Alamosa too descends from a very special mare. His fifth dam Chicquita (Aus) (Blank) will never be forgotten as long films remain of the Melbourne Cup field racing past Chicquita Lodge along the far side of Flemington racecourse; she was so good that her trainer Tony Lopes named the stable after her. Like Kirramosa, Chicquita won both the Wakeful S. and the VRC Oaks, but she won 14 other races too including the VATC Thousand Guineas, and she finished second in both the G1 Caulfield and G1 Melbourne Cups at four. She did equally well at stud, breeding 1964 Golden Slipper winner Eskimo Prince (Aus) (Todman) and 1962 Melbourne Cup runner-up Comicquita (Aus), to whose sire Comic Court (Aus) (Powerscourt) she had finished second in the Melbourne Cup. Starquita, the result of her mating with five-time champion sire Star Kingdom (Ire) in 1958, was thus the best bred horse in Australia of her day, and she ranks as Alamosa's fourth dam.
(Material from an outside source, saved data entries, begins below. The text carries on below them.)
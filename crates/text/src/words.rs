//! Whitespace word splitting shared by the normalizer and the match cascade.

use std::str::SplitWhitespace;

/// Iterate the whitespace-delimited words of a label
pub fn words(label: &str) -> SplitWhitespace<'_> {
    label.split_whitespace()
}

/// Number of whitespace-delimited words
#[must_use]
pub fn word_count(label: &str) -> usize {
    words(label).count()
}

/// Exactly one word, no internal whitespace
#[must_use]
pub fn is_single_word(label: &str) -> bool {
    let mut iter = words(label);
    iter.next().is_some() && iter.next().is_none()
}

/// More than one word
#[must_use]
pub fn is_phrase(label: &str) -> bool {
    let mut iter = words(label);
    iter.next().is_some() && iter.next().is_some()
}

/// Join words back with single spaces, dropping leading/trailing whitespace
#[must_use]
pub fn collapse_whitespace(label: &str) -> String {
    words(label).collect::<Vec<_>>().join(" ")
}
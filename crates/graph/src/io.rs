use crate::error::{GraphError, Result};
use crate::format::{InputFormat, OutputFormat};
use crate::store::{MergedGraph, VocabularyGraph};
use crate::trix;
use oxrdf::{GraphNameRef, Triple};
use oxrdfio::{RdfParser, RdfSerializer};
use std::fs::File;
use std::io::{BufReader, BufWriter, Read, Write};
use std::path::Path;

/// Parse one vocabulary file.
///
/// The format is guessed from the extension unless `format` is given.
pub fn parse_file(path: &Path, format: Option<InputFormat>) -> Result<VocabularyGraph> {
    let format = format.unwrap_or_else(|| InputFormat::from_path(path));
    let file = File::open(path).map_err(|source| GraphError::Read {
        path: path.to_path_buf(),
        source,
    })?;

    log::info!("Parsing {} as {:?}", path.display(), format);
    parse_reader(BufReader::new(file), format, &path.display().to_string())
}

/// Parse a vocabulary from any reader; `name` labels the graph in logs and errors.
///
/// Quad formats are flattened into one graph. Blank nodes get fresh ids so
/// graphs parsed separately never share one by accident.
pub fn parse_reader(reader: impl Read, format: InputFormat, name: &str) -> Result<VocabularyGraph> {
    let mut graph = VocabularyGraph::new(name);
    let parser = RdfParser::from_format(format.rdf_format()).rename_blank_nodes();

    for quad in parser.for_reader(reader) {
        let quad = quad.map_err(|e| GraphError::parse(name, e))?;
        graph.insert(&Triple::new(quad.subject, quad.predicate, quad.object));
    }

    log::debug!("Parsed {}: {} triples", name, graph.len());
    Ok(graph)
}

pub fn parse_str(data: &str, format: InputFormat, name: &str) -> Result<VocabularyGraph> {
    parse_reader(data.as_bytes(), format, name)
}

/// Serialize the merged graph to `path`.
///
/// Writes to a temporary sibling first and renames it into place, so a
/// failed run never leaves a truncated output file behind.
pub fn write_file(graph: &MergedGraph, path: &Path, format: OutputFormat) -> Result<()> {
    let write_err = |source: std::io::Error| GraphError::Write {
        path: path.to_path_buf(),
        source,
    };

    let parent = match path.parent() {
        Some(parent) if !parent.as_os_str().is_empty() => parent,
        _ => Path::new("."),
    };
    let tmp = parent.join(format!(
        ".{}.tmp-{}",
        path.file_name()
            .and_then(|s| s.to_str())
            .unwrap_or("merged"),
        std::process::id()
    ));

    log::info!("Writing {} triples to {} ({})", graph.len(), path.display(), format);

    let result = File::create(&tmp)
        .map_err(write_err)
        .and_then(|file| write_to(graph, BufWriter::new(file), format))
        .and_then(|writer| {
            let file = writer.into_inner().map_err(|e| write_err(e.into_error()))?;
            file.sync_all().map_err(write_err)
        })
        .and_then(|()| std::fs::rename(&tmp, path).map_err(write_err));

    if result.is_err() {
        let _ = std::fs::remove_file(&tmp);
    }
    result
}

/// Serialize the merged graph into a writer, returning the writer when done
pub fn write_to<W: Write>(graph: &MergedGraph, writer: W, format: OutputFormat) -> Result<W> {
    let Some(rdf_format) = format.rdf_format() else {
        return trix::write(graph, writer);
    };

    let mut serializer = RdfSerializer::from_format(rdf_format);
    for (prefix, namespace) in graph.prefixes() {
        serializer = serializer
            .with_prefix(prefix, namespace)
            .map_err(|e| GraphError::Serialization(format!("prefix {prefix}: {e}")))?;
    }

    let mut out = serializer.for_writer(writer);
    for triple in graph.sorted_triples() {
        out.serialize_quad(triple.in_graph(GraphNameRef::DefaultGraph))
            .map_err(|e| GraphError::Serialization(e.to_string()))?;
    }
    out.finish()
        .map_err(|e| GraphError::Serialization(e.to_string()))
}
use std::path::PathBuf;
use thiserror::Error;

pub type Result<T> = std::result::Result<T, GraphError>;

/// Coarse classification used to decide how a failure is reported
#[derive(Debug, Clone, Copy, PartialEq, Eq)]
pub enum ErrorKind {
    /// Bad arguments, unreadable or unparseable input, unsupported format
    Input,

    /// Malformed triple data met while reading a loaded graph
    GraphAccess,
}

#[derive(Error, Debug)]
pub enum GraphError {
    #[error("Failed to read {path}: {source}")]
    Read {
        path: PathBuf,
        #[source]
        source: std::io::Error,
    },

    #[error("Failed to parse {source_name}: {message}")]
    Parse { source_name: String, message: String },

    #[error("Unsupported format: {0}")]
    UnsupportedFormat(String),

    #[error("Failed to write {path}: {source}")]
    Write {
        path: PathBuf,
        #[source]
        source: std::io::Error,
    },

    #[error("Serialization error: {0}")]
    Serialization(String),

    #[error("Malformed triple: {0}")]
    MalformedTriple(String),
}

impl GraphError {
    pub fn parse(source_name: impl Into<String>, message: impl ToString) -> Self {
        Self::Parse {
            source_name: source_name.into(),
            message: message.to_string(),
        }
    }

    pub fn malformed(msg: impl Into<String>) -> Self {
        Self::MalformedTriple(msg.into())
    }

    pub const fn kind(&self) -> ErrorKind {
        match self {
            Self::Read { .. } | Self::Parse { .. } | Self::UnsupportedFormat(_) => ErrorKind::Input,
            Self::Write { .. } | Self::Serialization(_) | Self::MalformedTriple(_) => {
                ErrorKind::GraphAccess
            }
        }
    }
}
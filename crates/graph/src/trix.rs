//! TriX (RDF triples in XML) output, which oxrdfio has no serializer for.

use crate::error::{GraphError, Result};
use crate::store::MergedGraph;
use crate::vocab::xsd;
use oxrdf::{SubjectRef, TermRef};
use std::io::Write;

const TRIX_NAMESPACE: &str = "http://www.w3.org/2004/03/trix/trix-1/";

pub(crate) fn write<W: Write>(graph: &MergedGraph, mut writer: W) -> Result<W> {
    write_document(graph, &mut writer).map_err(|e| GraphError::Serialization(e.to_string()))?;
    Ok(writer)
}

fn write_document<W: Write>(graph: &MergedGraph, out: &mut W) -> std::io::Result<()> {
    writeln!(out, r#"<?xml version="1.0" encoding="utf-8"?>"#)?;
    writeln!(out, r#"<TriX xmlns="{TRIX_NAMESPACE}">"#)?;
    writeln!(out, "  <graph>")?;

    for triple in graph.sorted_triples() {
        writeln!(out, "    <triple>")?;
        match triple.subject {
            SubjectRef::NamedNode(node) => write_uri(out, node.as_str())?,
            SubjectRef::BlankNode(node) => write_id(out, node.as_str())?,
            #[allow(unreachable_patterns)]
            other => write_uri(out, &other.to_string())?,
        }
        write_uri(out, triple.predicate.as_str())?;
        write_term(out, triple.object)?;
        writeln!(out, "    </triple>")?;
    }

    writeln!(out, "  </graph>")?;
    writeln!(out, "</TriX>")?;
    out.flush()
}

fn write_term<W: Write>(out: &mut W, term: TermRef<'_>) -> std::io::Result<()> {
    match term {
        TermRef::NamedNode(node) => write_uri(out, node.as_str()),
        TermRef::BlankNode(node) => write_id(out, node.as_str()),
        TermRef::Literal(literal) => {
            let value = escape(literal.value());
            if let Some(lang) = literal.language() {
                writeln!(
                    out,
                    r#"      <plainLiteral xml:lang="{}">{value}</plainLiteral>"#,
                    escape(lang)
                )
            } else if literal.datatype() == xsd::STRING {
                writeln!(out, "      <plainLiteral>{value}</plainLiteral>")
            } else {
                writeln!(
                    out,
                    r#"      <typedLiteral datatype="{}">{value}</typedLiteral>"#,
                    escape(literal.datatype().as_str())
                )
            }
        }
        #[allow(unreachable_patterns)]
        other => write_uri(out, &other.to_string()),
    }
}

fn write_uri<W: Write>(out: &mut W, iri: &str) -> std::io::Result<()> {
    writeln!(out, "      <uri>{}</uri>", escape(iri))
}

fn write_id<W: Write>(out: &mut W, id: &str) -> std::io::Result<()> {
    writeln!(out, "      <id>{}</id>", escape(id))
}

fn escape(text: &str) -> String {
    let mut escaped = String::with_capacity(text.len());
    for c in text.chars() {
        match c {
            '&' => escaped.push_str("&amp;"),
            '<' => escaped.push_str("&lt;"),
            '>' => escaped.push_str("&gt;"),
            '"' => escaped.push_str("&quot;"),
            '\'' => escaped.push_str("&apos;"),
            _ => escaped.push(c),
        }
    }
    escaped
}
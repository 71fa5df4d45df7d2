//! # Thesaurus Align
//!
//! Pairwise alignment of SKOS vocabularies.
//!
//! Every concept of a pivot vocabulary is compared with every concept of the
//! remaining vocabularies through a fixed heuristic cascade. Matches become
//! mapping triples in one merged graph:
//!
//! | category     | predicate                |
//! |--------------|--------------------------|
//! | `equals`     | `skos:closeMatch`        |
//! | `substrings` | `skos:relatedMatch`      |
//! | `phrase`     | `skos:relatedMatch`      |
//! | `related`    | `skos:semanticRelation`  |
//!
//! Pairs involving a `skos:ConceptScheme` always get `exa:distantMatch`.
//!
//! ## Example
//!
//! ```rust,no_run
//! use thesaurus_align::{AlignConfig, AlignmentOrchestrator};
//!
//! let orchestrator = AlignmentOrchestrator::new(AlignConfig::default())?;
//! let outcome = orchestrator.align_files(&["a.rdf", "b.rdf"], None)?;
//! for (category, count) in outcome.counters.iter() {
//!     println!("{count}  {category}  found");
//! }
//! # Ok::<(), thesaurus_align::AlignError>(())
//! ```

mod assembler;
mod cascade;
mod config;
mod error;
mod orchestrator;
mod report;

pub use assembler::{mapping_predicate, AlignmentOutcome, ResultAssembler};
pub use cascade::{
    is_phrase_match, is_same_term, is_substring, ComparableConcept, MatchEngine,
    ANCESTOR_THRESHOLD, DESCENDANT_THRESHOLD,
};
pub use config::{AlignConfig, LabelConfig, MatchConfig};
pub use error::{AlignError, Result};
pub use orchestrator::{AlignmentOrchestrator, Vocabulary};
pub use report::{Category, ReportingCounters};
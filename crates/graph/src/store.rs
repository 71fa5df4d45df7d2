use crate::vocab::{exa, owl, rdf, skos};
use oxrdf::{Graph, NamedNodeRef, Subject, Term, Triple, TripleRef};
use std::collections::BTreeMap;

/// Identifier of a concept: an IRI, or a blank node for anonymous terms
pub type ConceptId = Subject;

/// Triples loaded from one input vocabulary
#[derive(Debug, Clone, Default)]
pub struct VocabularyGraph {
    /// File name or other human-readable origin, used in logs and errors
    name: String,

    /// Set of triples (duplicates collapse)
    graph: Graph,
}

impl VocabularyGraph {
    pub fn new(name: impl Into<String>) -> Self {
        Self {
            name: name.into(),
            graph: Graph::new(),
        }
    }

    pub fn name(&self) -> &str {
        &self.name
    }

    /// Add a triple, returns false when it was already present
    pub fn insert<'a>(&mut self, triple: impl Into<TripleRef<'a>>) -> bool {
        self.graph.insert(triple)
    }

    pub fn len(&self) -> usize {
        self.graph.len()
    }

    pub fn is_empty(&self) -> bool {
        self.graph.is_empty()
    }

    pub fn iter(&self) -> impl Iterator<Item = TripleRef<'_>> {
        self.graph.iter()
    }

    /// All triples using the given predicate
    pub fn triples_for_predicate<'a>(
        &'a self,
        predicate: NamedNodeRef<'a>,
    ) -> impl Iterator<Item = TripleRef<'a>> + 'a {
        self.graph.triples_for_predicate(predicate)
    }
}

/// The union of every input vocabulary plus the inferred mapping triples.
///
/// Nothing is ever removed. Mapping triples are counted separately so the
/// per-category counters can be checked against what was actually added.
#[derive(Debug, Clone)]
pub struct MergedGraph {
    graph: Graph,

    /// Prefix bindings handed to the serializer (deterministic order)
    prefixes: BTreeMap<String, String>,

    /// Mapping triples added through `add_mapping`
    mapping_triples: usize,
}

impl MergedGraph {
    /// Empty graph with `skos:`/`exa:` bound and `exa:distantMatch` declared
    pub fn new() -> Self {
        let mut merged = Self {
            graph: Graph::new(),
            prefixes: BTreeMap::new(),
            mapping_triples: 0,
        };

        merged.bind_prefix("skos", skos::NAMESPACE);
        merged.bind_prefix("exa", exa::NAMESPACE);
        merged
            .graph
            .insert(TripleRef::new(exa::DISTANT_MATCH, rdf::TYPE, owl::OBJECT_PROPERTY));

        merged
    }

    pub fn bind_prefix(&mut self, prefix: impl Into<String>, namespace: impl Into<String>) {
        self.prefixes.insert(prefix.into(), namespace.into());
    }

    pub fn prefixes(&self) -> impl Iterator<Item = (&str, &str)> {
        self.prefixes.iter().map(|(p, ns)| (p.as_str(), ns.as_str()))
    }

    /// Move every triple of an input vocabulary into the merged graph.
    ///
    /// Returns how many triples were new (vocabularies may overlap).
    pub fn absorb(&mut self, vocabulary: VocabularyGraph) -> usize {
        let before = self.graph.len();
        for triple in vocabulary.iter() {
            self.graph.insert(triple);
        }
        let added = self.graph.len() - before;

        log::debug!(
            "Merged {}: {} triples ({} new)",
            vocabulary.name(),
            vocabulary.len(),
            added
        );

        added
    }

    /// Add one inferred mapping triple.
    ///
    /// Returns false, and counts nothing, when the triple already exists.
    pub fn add_mapping(
        &mut self,
        subject: &ConceptId,
        predicate: NamedNodeRef<'_>,
        object: &ConceptId,
    ) -> bool {
        let triple = Triple::new(subject.clone(), predicate, Term::from(object.clone()));
        let added = self.graph.insert(&triple);
        if added {
            self.mapping_triples += 1;
        }
        added
    }

    /// True when any input declared the concept as a `skos:ConceptScheme`
    pub fn is_concept_scheme(&self, concept: &ConceptId) -> bool {
        self.graph
            .contains(TripleRef::new(concept, rdf::TYPE, skos::CONCEPT_SCHEME))
    }

    pub fn contains<'a>(&self, triple: impl Into<TripleRef<'a>>) -> bool {
        self.graph.contains(triple)
    }

    pub fn mapping_count(&self) -> usize {
        self.mapping_triples
    }

    pub fn len(&self) -> usize {
        self.graph.len()
    }

    pub fn is_empty(&self) -> bool {
        self.graph.is_empty()
    }

    pub fn iter(&self) -> impl Iterator<Item = TripleRef<'_>> {
        self.graph.iter()
    }

    /// Triples ordered by their N-Triples text.
    ///
    /// `iter()` order depends on the graph's hashing; every serializer
    /// writes from this list so equal graphs give equal bytes.
    pub fn sorted_triples(&self) -> Vec<TripleRef<'_>> {
        let mut triples: Vec<_> = self.graph.iter().collect();
        triples.sort_by_cached_key(|triple| triple.to_string());
        triples
    }
}

impl Default for MergedGraph {
    fn default() -> Self {
        Self::new()
    }
}
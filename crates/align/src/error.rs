use std::path::PathBuf;
use thesaurus_graph::{ErrorKind, GraphError};
use thiserror::Error;

pub type Result<T> = std::result::Result<T, AlignError>;

#[derive(Error, Debug)]
pub enum AlignError {
    #[error("Please specify at least TWO input files (got {0})")]
    TooFewVocabularies(usize),

    #[error("Invalid configuration: {0}")]
    InvalidConfig(String),

    #[error("Failed to read config {path}: {source}")]
    ConfigRead {
        path: PathBuf,
        #[source]
        source: std::io::Error,
    },

    #[error("Invalid config file {path}: {source}")]
    ConfigParse {
        path: PathBuf,
        #[source]
        source: toml::de::Error,
    },

    #[error(transparent)]
    Graph(#[from] GraphError),
}

impl AlignError {
    pub fn invalid_config(msg: impl Into<String>) -> Self {
        Self::InvalidConfig(msg.into())
    }

    /// Input errors are reported before any output exists; graph access
    /// errors abort a run that already started reading triples.
    pub const fn kind(&self) -> ErrorKind {
        match self {
            Self::Graph(err) => err.kind(),
            _ => ErrorKind::Input,
        }
    }
}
Alamer, one of Alamosa's recent stakes winners, also descends from a champion. Her Irish Group 3-winning dam Clerio (GB) (Soviet Star (USA)) came to New Zealand after breeding several winners in Europe, and that was a kind of homecoming for her. Her granddam La Mer (NZ) (Copenhagen (GB)) still ranks as one of the greatest fillies ever to race in New Zealand before spending her stud career at Airlie Stud in Ireland, becoming ancestress of several top-liners including Nahrain (GB) (Selkirk (GB)). These recent results have been particularly good news for Te Runga Stud of Pukekohe, whose draft of yearlings at January's NZB Select Yearling Sale at Karaka will include a colt by Tavistock out of Clerio.